Isso não quer dizer que o panorama não mude, mas o fato é que os argentinos estão em pânico. Andam de máscaras no metrô, já falta álcool gel nas farmácias, e os noticiários têm adotado tom apocalíptico.

 
O que mais me surpreende, porém, é que não escuto debates, não vejo campanhas do governo nem boas reportagens sobre o verdadeiro flagelo deste verão às beiras do Rio da Prata: a dengue.
Tela "Um Episódio da Febre Amarela em Buenos Aires", do artista uruguaio Juan Manuel Blanes
Tela "Um Episódio da Febre Amarela em Buenos Aires", do artista uruguaio Juan Manuel Blanes - Museu Nacional de Artes Visuais de Montevidéu

Desde o fim de 2019 até fevereiro foram confirmados mais de mil casos, a maioria dos quais nos bairros humildes das grandes cidades e 165 nos subúrbios da capital —o triplo em relação ao ano passado.

O que causa indignação é que o governo estava ciente do problema. A Organização Mundial da Saúde havia feito uma advertência de que a dengue seria um problema maior no país em 2020 por conta da mudança climática.

Temos tido um verão com temperaturas mu ito altas e aumento dos focos de reprodução do mosquito transmissor, o Aedes aegypti.

Há três mortos. Um deles causou maior comoção mediática: uma mulher de 24 anos, que estava grávida.

Na hora em que vi essa notícia, lembrei-me de outra imagem, essa histórica, mas com paralelos com a atualidade.

É a tela "Um Episódio da Febre Amarela em Buenos Aires", do artista uruguaio Juan Manuel Blanes, que retrata uma cena da terrível epidemia da doença em 1871.

Nela, um bebê tenta reanimar a mãe, morta no meio da sala de uma casa popular. Da porta, a observam, com horror, dois homens bem-vestidos, médicos e autoridades que chegaram tarde demais.

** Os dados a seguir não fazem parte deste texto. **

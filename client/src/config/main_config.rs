use common::config::{ConfigManager, FileContentConfigProvider, Validate, YamlConfigSerializer};
use serde::{Deserialize, Serialize};

use super::{GameConfig, LogConfig, ReplayConfig};

const CONFIG_FILE_NAME: &str = "tictactoe_client_config.yaml";

pub fn default_config_path() -> String {
    if let Ok(exe_path) = std::env::current_exe()
        && let Some(exe_dir) = exe_path.parent()
    {
        return exe_dir.join(CONFIG_FILE_NAME).to_string_lossy().into_owned();
    }
    CONFIG_FILE_NAME.to_string()
}

pub fn get_config_manager(
    path: Option<&str>,
) -> ConfigManager<FileContentConfigProvider, Config, YamlConfigSerializer> {
    match path {
        Some(path) => ConfigManager::from_yaml_file(path),
        None => ConfigManager::from_yaml_file(default_config_path()),
    }
}

#[derive(Debug, PartialEq, Serialize, Deserialize, Clone, Default)]
pub struct Config {
    pub game: GameConfig,
    pub replay: ReplayConfig,
    #[serde(default)]
    pub log: LogConfig,
}

impl Validate for Config {
    fn validate(&self) -> Result<(), String> {
        self.game.validate()?;
        self.replay.validate()?;
        self.log.validate()?;
        Ok(())
    }
}
mod game_config;
mod log_config;
mod main_config;
mod replay_config;

pub use game_config::GameConfig;
pub use log_config::LogConfig;
pub use main_config::{Config, get_config_manager};
pub use replay_config::ReplayConfig;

Na epidemia de febre amarela de 1871, morreram 8% dos habitantes de Buenos Aires, e foi necessário construir um cemitério novo, o de Chacarita, que, por coincidência, fica a poucas quadras de onde escrevo esta coluna.

 

Na época, a capital da Argentina não possuía rede de esgotos, estrutura sanitária e hospitais suficientes para atender a uma população crescente.

 
As autoridades, sem saber o que fazer com o mosquito que hoje causa a dengue em larga escala, colocaram o foco nos bairros pobres.

Em casas apertadas, os chamados "conventillos", viviam várias famílias de imigrantes, que eram a mão de obra da cidade, e os negros.

Cercaram quarteirões para que os infectados fossem impedidos de ir aos bairros ricos da cidade. Entraram em suas casas e queimaram seus pertences no meio da rua.

De 1871 para cá, a cidade teve sua infraestrutura bastante melhorada. Mas as causas de propagação da dengue em 2020 são as mesmas da febre amarela naquela época, ainda que em menor escala: faltam redes de esgotos e saneamento em bairros humildes e boa atenção nos hospitais públicos.

É certo que por racismo não se isolam de forma aberta os doentes, mas o descaso com que se trata a dengue como uma "doença de pobre" é igual ao da época da febre amarela: carregada de preconceito.

Sobre o coronavírus, espera-se apenas que as autoridades sanitárias estejam mais preparadas do que estão para as doenças causadas por esse insistente mosquito.